Backing up control-plane data (for example MongoDB) and recovery expectations when self-hosting.

Written By Zoro

Last updated 3 days ago

Self-hosted operators own backup scope for the control plane.

Application data living on Worker Nodes (app disks, database Services) uses the product Backups under Deployments and Operations in the sidebar flows and your node policies; see also Backups under Core Concepts in the sidebar for how the product thinks about scope.

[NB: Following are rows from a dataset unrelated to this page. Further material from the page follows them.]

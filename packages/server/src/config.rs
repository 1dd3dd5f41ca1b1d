//! Management endpoint configuration.

use serde::{Deserialize, Serialize};
use std::net::{IpAddr, Ipv4Addr, SocketAddr};
use std::path::Path;
use thiserror::Error;

use crate::connection::DEFAULT_MAX_MESSAGE_SIZE;

/// Management endpoint configuration.
#[derive(Debug, Clone, PartialEq, Eq, Serialize, Deserialize)]
pub struct ServerConfig {
    /// Address to bind to (default: 127.0.0.1)
    #[serde(default = "default_bind_address")]
    pub bind_address: IpAddr,

    /// TCP port to listen on; the listener refuses to start without one.
    /// Port 0 asks the OS for an ephemeral port.
    #[serde(default)]
    pub port: Option<u16>,

    /// Maximum number of simultaneously connected clients
    #[serde(default = "default_max_connections")]
    pub max_connections: usize,

    /// Maximum size of one framed message (bytes)
    #[serde(default = "default_max_message_size")]
    pub max_message_size: usize,
}

fn default_bind_address() -> IpAddr {
    IpAddr::V4(Ipv4Addr::LOCALHOST)
}

fn default_max_connections() -> usize {
    64
}

fn default_max_message_size() -> usize {
    DEFAULT_MAX_MESSAGE_SIZE
}

impl Default for ServerConfig {
    fn default() -> Self {
        Self {
            bind_address: default_bind_address(),
            port: None,
            max_connections: default_max_connections(),
            max_message_size: default_max_message_size(),
        }
    }
}

impl ServerConfig {
    /// Configuration listening on `port` with every other field defaulted.
    pub fn with_port(port: u16) -> Self {
        Self {
            port: Some(port),
            ..Self::default()
        }
    }

    /// Load configuration from a JSON file.
    pub fn from_file(path: &Path) -> Result<Self, ConfigError> {
        let content = std::fs::read_to_string(path).map_err(|e| ConfigError::Io(e.to_string()))?;

        serde_json::from_str(&content).map_err(|e| ConfigError::Parse(e.to_string()))
    }

    /// Socket address to bind, if a port is configured.
    pub fn socket_addr(&self) -> Option<SocketAddr> {
        self.port.map(|port| SocketAddr::new(self.bind_address, port))
    }

    /// Validate configuration.
    ///
    /// A missing port is not checked here; it is reported when the listener
    /// starts.
    pub fn validate(&self) -> Result<(), ConfigError> {
        if self.max_connections == 0 {
            return Err(ConfigError::InvalidValue(
                "max_connections cannot be 0".into(),
            ));
        }
        if self.max_message_size < 16 {
            return Err(ConfigError::InvalidValue(format!(
                "max_message_size too small: {}",
                self.max_message_size
            )));
        }
        if self.max_message_size > u32::MAX as usize {
            return Err(ConfigError::InvalidValue(format!(
                "max_message_size exceeds frame limit: {}",
                self.max_message_size
            )));
        }
        Ok(())
    }
}

/// Configuration error types.
#[derive(Debug, Clone, PartialEq, Eq, Error)]
pub enum ConfigError {
    #[error("I/O error: {0}")]
    Io(String),
    #[error("Parse error: {0}")]
    Parse(String),
    #[error("Invalid value: {0}")]
    InvalidValue(String),
}
//! Client side of the management protocol.

use simplemx_core::{MetadataRecord, StructuredName, Value, ValueType};
use thiserror::Error;
use tokio::net::{TcpStream, ToSocketAddrs};

use crate::connection::{Connection, ConnectionError, DEFAULT_MAX_MESSAGE_SIZE};
use crate::protocol::{json_to_value, value_to_json, Request, Response};

/// Errors seen by a [`ManagementClient`].
#[derive(Debug, Error)]
pub enum ClientError {
    #[error("failed to connect: {0}")]
    Connect(#[source] std::io::Error),

    #[error(transparent)]
    Connection(#[from] ConnectionError),

    /// The server answered with an error.
    #[error("{kind}: {message}")]
    Remote { kind: String, message: String },

    #[error("server closed the connection")]
    Closed,

    #[error("unexpected response: {0}")]
    UnexpectedResponse(String),
}

impl ClientError {
    /// Wire identifier of a remote failure, e.g. `not_found`.
    pub fn remote_kind(&self) -> Option<&str> {
        match self {
            ClientError::Remote { kind, .. } => Some(kind),
            _ => None,
        }
    }
}

pub type Result<T> = std::result::Result<T, ClientError>;

/// A connection to a management listener.
pub struct ManagementClient {
    conn: Connection<TcpStream>,
}

impl ManagementClient {
    pub async fn connect(addr: impl ToSocketAddrs) -> Result<Self> {
        let stream = TcpStream::connect(addr).await.map_err(ClientError::Connect)?;
        Ok(Self {
            conn: Connection::new(stream, DEFAULT_MAX_MESSAGE_SIZE),
        })
    }

    /// Names of every object the server publishes.
    pub async fn list(&mut self) -> Result<Vec<StructuredName>> {
        match self.call(&Request::List).await? {
            Response::Names { names } => Ok(names),
            other => Err(unexpected(other)),
        }
    }

    pub async fn describe(&mut self, name: &StructuredName) -> Result<MetadataRecord> {
        let request = Request::Describe { name: name.clone() };
        match self.call(&request).await? {
            Response::Metadata { metadata } => Ok(metadata),
            other => Err(unexpected(other)),
        }
    }

    pub async fn get_attribute(&mut self, name: &StructuredName, attribute: &str) -> Result<Value> {
        let request = Request::Get {
            name: name.clone(),
            attribute: attribute.to_string(),
        };
        self.call_for_value(&request).await
    }

    pub async fn set_attribute(
        &mut self,
        name: &StructuredName,
        attribute: &str,
        value: Value,
    ) -> Result<()> {
        let request = Request::Set {
            name: name.clone(),
            attribute: attribute.to_string(),
            value: value_to_json(value),
        };
        match self.call(&request).await? {
            Response::Ok => Ok(()),
            other => Err(unexpected(other)),
        }
    }

    pub async fn invoke(
        &mut self,
        name: &StructuredName,
        operation: &str,
        args: Vec<Value>,
    ) -> Result<Value> {
        let request = invoke_request(name, operation, args, None);
        self.call_for_value(&request).await
    }

    /// Invoke the overload whose parameter types are `signature`.
    pub async fn invoke_signature(
        &mut self,
        name: &StructuredName,
        operation: &str,
        signature: &[ValueType],
        args: Vec<Value>,
    ) -> Result<Value> {
        let request = invoke_request(name, operation, args, Some(signature.to_vec()));
        self.call_for_value(&request).await
    }

    async fn call_for_value(&mut self, request: &Request) -> Result<Value> {
        match self.call(request).await? {
            Response::Value { value } => Ok(json_to_value(value)),
            other => Err(unexpected(other)),
        }
    }

    async fn call(&mut self, request: &Request) -> Result<Response> {
        self.conn.send_message(request).await?;
        match self.conn.read_message::<Response>().await? {
            Some(Response::Error { kind, message }) => Err(ClientError::Remote { kind, message }),
            Some(response) => Ok(response),
            None => Err(ClientError::Closed),
        }
    }
}

fn invoke_request(
    name: &StructuredName,
    operation: &str,
    args: Vec<Value>,
    signature: Option<Vec<ValueType>>,
) -> Request {
    Request::Invoke {
        name: name.clone(),
        operation: operation.to_string(),
        args: args.into_iter().map(value_to_json).collect(),
        signature,
    }
}

fn unexpected(response: Response) -> ClientError {
    ClientError::UnexpectedResponse(format!("{:?}", response))
}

What to back up on the Compose host

AssetWhy it matters
MongoDB volume (`mongo-data`)Organisations, users, metadata for the dashboard
`acme.json`Let's Encrypt account and certs (if you use file storage)
Traefik `dynamic/`Generated routes if you cannot rebuild from config-generator
Environment secretsVault export or sealed secrets (not just the running container)
Redis (`redis-data`)Mostly cache and queues; confirm whether you need point-in-time copy for your policy

MongoDB backup pattern (operator)

Use any MongoDB backup tool your org standardizes on (mongodump, Percona, cloud disk snapshots of the volume, etc.). Minimal example while Compose is up:

docker compose exec mongodb mongodump --out /tmp/dump docker compose cp mongodb:/tmp/dump ./mongo-dump-$(date +%F)

Copy the archive off-host. Test a restore into a scratch instance quarterly.

Recovery expectations

  • RPO and RTO are your numbers; dFlow does not replace enterprise backup software.
  • After restoring MongoDB, restart `payload-app` and verify login, Organisation list, and Worker Node records.
  • If Worker Nodes were deleted only in the database, you may need to re-onboard servers; keep infra Terraform / inventory separate from DB restores.

Encryption and retention

Encrypt backups at rest, restrict access to restore roles, and align retention with legal hold requirements. Application teams may ask for guarantees; document what you actually snapshot.